ビン・ラディン死亡を祝うアメリカ人

 ビン・ラディンが死亡したというニュースが流れてから、早2週間が経った。死亡ニュースの後、すぐにアメリカ人たちはグラウンド・ゼロに集まり、彼の死を祝ったという。
当たり前だが、普通は人の死は祝祭の対象ではない。喪に服すものだ。しかし、ビン・ラディンはどうやら「普通の人」ではないらしい。いわく、「テロリスト」、「正義の敵」、「諸悪の根源」など等。普通の人ではなく「悪魔」である以上、その死を祝うことに問題はないのだろう。

 このようなニュースを見ると、「例外とテロリストのイメージ」という考えが根深く存在することを痛感する。

 自爆テロは「死を恐れない」。だから、最終的には死をもって脅す(死刑)法のコントロールの外に、テロリストは存在する。法の例外としてのテロリスト。だから、国家もテロリストに対しては超法規的な措置を、国民の安全(セキュリティ)への配慮の名の下に、取る。

 通例、法律とは国家の権力乱用に対する一種の歯止めとして働くべきなのだが、国民のセキュリティ維持の名の下に、法律は無視されてしまう。無論、国家としては、自らの自由な介入の足かせである法律は無視できるにこしたことはない。そこで、「国民のセキュリティ」というお題が、戦略地点として援用される。こうして、テロリストは悪魔であり、放っておいたらあなたたちに危害を加える者である、というイメージが流布される。繰り返しになるが、このイメージ戦略のおかげで、国家は国民の名のもとで足かせとなる法律を超えて、自由に介入する契機を得るのである。
ビン・ラディンのケース、アフガンのテロとの戦いでは、タリバンの兵士が、ジュネーブ条約によって規定された戦争捕虜としてではなく、例外として処理されたこと、グアンタナモで拷問にかけられていたことは忘れてはならない。

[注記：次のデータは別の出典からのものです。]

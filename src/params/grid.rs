//! Parameter grids
//!
//! A full grid is the Cartesian product over its keys in sorted order, with
//! the last key varying fastest. Points are addressed by index, so a grid is
//! never materialized.

use std::collections::BTreeMap;

use serde_json::Value;

use super::Params;

#[derive(Debug, Clone, PartialEq)]
enum GridKind {
    Full(Vec<(String, Vec<Value>)>),
    Points(Vec<Params>),
}

/// Ordered sequence of hyper-parameter mappings to evaluate an algorithm with.
#[derive(Debug, Clone, PartialEq)]
pub struct ParameterGrid {
    kind: GridKind,
}

impl ParameterGrid {
    /// Cartesian product over the candidate values of each parameter.
    ///
    /// An empty mapping yields a single empty point; a parameter with no
    /// candidate values yields an empty grid.
    ///
    /// ```rust
    /// use std::collections::BTreeMap;
    /// use serde_json::json;
    /// use tsad_bench::params::ParameterGrid;
    ///
    /// let mut values = BTreeMap::new();
    /// values.insert("a".to_string(), vec![json!(1), json!(2)]);
    /// values.insert("b".to_string(), vec![json!(true), json!(false)]);
    /// let grid = ParameterGrid::full(values);
    ///
    /// assert_eq!(grid.len(), 4);
    /// assert_eq!(grid.get(1).unwrap()["b"], json!(false));
    /// ```
    #[must_use]
    pub fn full(values: BTreeMap<String, Vec<Value>>) -> Self {
        Self {
            kind: GridKind::Full(values.into_iter().collect()),
        }
    }

    /// Explicit list of points, evaluated in the given order.
    #[must_use]
    pub fn from_points(points: Vec<Params>) -> Self {
        Self {
            kind: GridKind::Points(points),
        }
    }

    /// Grid with exactly one point.
    #[must_use]
    pub fn fixed(params: Params) -> Self {
        Self::from_points(vec![params])
    }

    /// Number of points.
    #[must_use]
    pub fn len(&self) -> usize {
        match &self.kind {
            GridKind::Full(axes) => axes.iter().map(|(_, values)| values.len()).product(),
            GridKind::Points(points) => points.len(),
        }
    }

    /// Whether the grid has no points.
    #[must_use]
    pub fn is_empty(&self) -> bool {
        self.len() == 0
    }

    /// Point at `index`, or `None` if out of range.
    #[must_use]
    pub fn get(&self, index: usize) -> Option<Params> {
        if index >= self.len() {
            return None;
        }
        match &self.kind {
            GridKind::Points(points) => points.get(index).cloned(),
            GridKind::Full(axes) => {
                let mut remainder = index;
                let mut point = Params::new();
                for (key, values) in axes.iter().rev() {
                    let offset = remainder % values.len();
                    remainder /= values.len();
                    point.insert(key.clone(), values[offset].clone());
                }
                Some(point)
            }
        }
    }

    /// Iterate over all points in order.
    #[must_use]
    pub const fn iter(&self) -> ParameterGridIter<'_> {
        ParameterGridIter {
            grid: self,
            index: 0,
        }
    }
}

impl Default for ParameterGrid {
    fn default() -> Self {
        Self::fixed(Params::new())
    }
}

/// Iterator over the points of a `ParameterGrid`.
#[derive(Debug, Clone)]
pub struct ParameterGridIter<'a> {
    grid: &'a ParameterGrid,
    index: usize,
}

impl Iterator for ParameterGridIter<'_> {
    type Item = Params;

    fn next(&mut self) -> Option<Self::Item> {
        let point = self.grid.get(self.index)?;
        self.index += 1;
        Some(point)
    }

    fn size_hint(&self) -> (usize, Option<usize>) {
        let remaining = self.grid.len().saturating_sub(self.index);
        (remaining, Some(remaining))
    }
}

impl<'a> IntoIterator for &'a ParameterGrid {
    type Item = Params;
    type IntoIter = ParameterGridIter<'a>;

    fn into_iter(self) -> Self::IntoIter {
        self.iter()
    }
}

#[cfg(test)]
mod tests {
    use super::*;
    use serde_json::json;

    fn grid() -> ParameterGrid {
        let mut values = BTreeMap::new();
        values.insert("window".to_string(), vec![json!(10), json!(20), json!(30)]);
        values.insert("alpha".to_string(), vec![json!(0.1), json!(0.2)]);
        ParameterGrid::full(values)
    }

    #[test]
    fn test_full_grid_order_last_key_fastest() {
        let points: Vec<Params> = grid().iter().collect();
        assert_eq!(points.len(), 6);
        assert_eq!(points[0]["alpha"], json!(0.1));
        assert_eq!(points[0]["window"], json!(10));
        assert_eq!(points[1]["window"], json!(20));
        assert_eq!(points[3]["alpha"], json!(0.2));
        assert_eq!(points[3]["window"], json!(10));
    }

    #[test]
    fn test_empty_mapping_has_one_point() {
        let grid = ParameterGrid::full(BTreeMap::new());
        assert_eq!(grid.len(), 1);
        assert_eq!(grid.get(0), Some(Params::new()));
        assert_eq!(grid.get(1), None);
    }

    #[test]
    fn test_empty_axis_yields_empty_grid() {
        let mut values = BTreeMap::new();
        values.insert("a".to_string(), vec![json!(1)]);
        values.insert("b".to_string(), vec![]);
        let grid = ParameterGrid::full(values);
        assert!(grid.is_empty());
        assert_eq!(grid.iter().count(), 0);
    }

    #[test]
    fn test_explicit_points_keep_order() {
        let first: Params = serde_json::from_value(json!({"z": 1})).unwrap();
        let second: Params = serde_json::from_value(json!({"a": 2})).unwrap();
        let grid = ParameterGrid::from_points(vec![first.clone(), second.clone()]);
        assert_eq!(grid.iter().collect::<Vec<_>>(), vec![first, second]);
    }
}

 もう一つ「悪魔」のイメージで想起しておくべきことは、共通の敵をでっちあげることで、国民の統合が促進される、という戦略が存在することであろう。13世紀にヨーロッパは政治的な危機を経験したのだが、その時にヨーロッパ外のイスラム教徒たちのイメージは、両義的な感情を引き起こすそれまでの「怪物」から、徹底的に破壊すべき「悪魔」へと変化させられという。その目的はもちろん、ヨーロッパ内部の結束力の強化である。かくのごとく、タリバンは、いわばスケープゴートとして用いられているのだ。ビンラディンの死で、オバマの支持率は9ポイントあがり50パーセントを久しぶりに超えたことを思い出しておこう。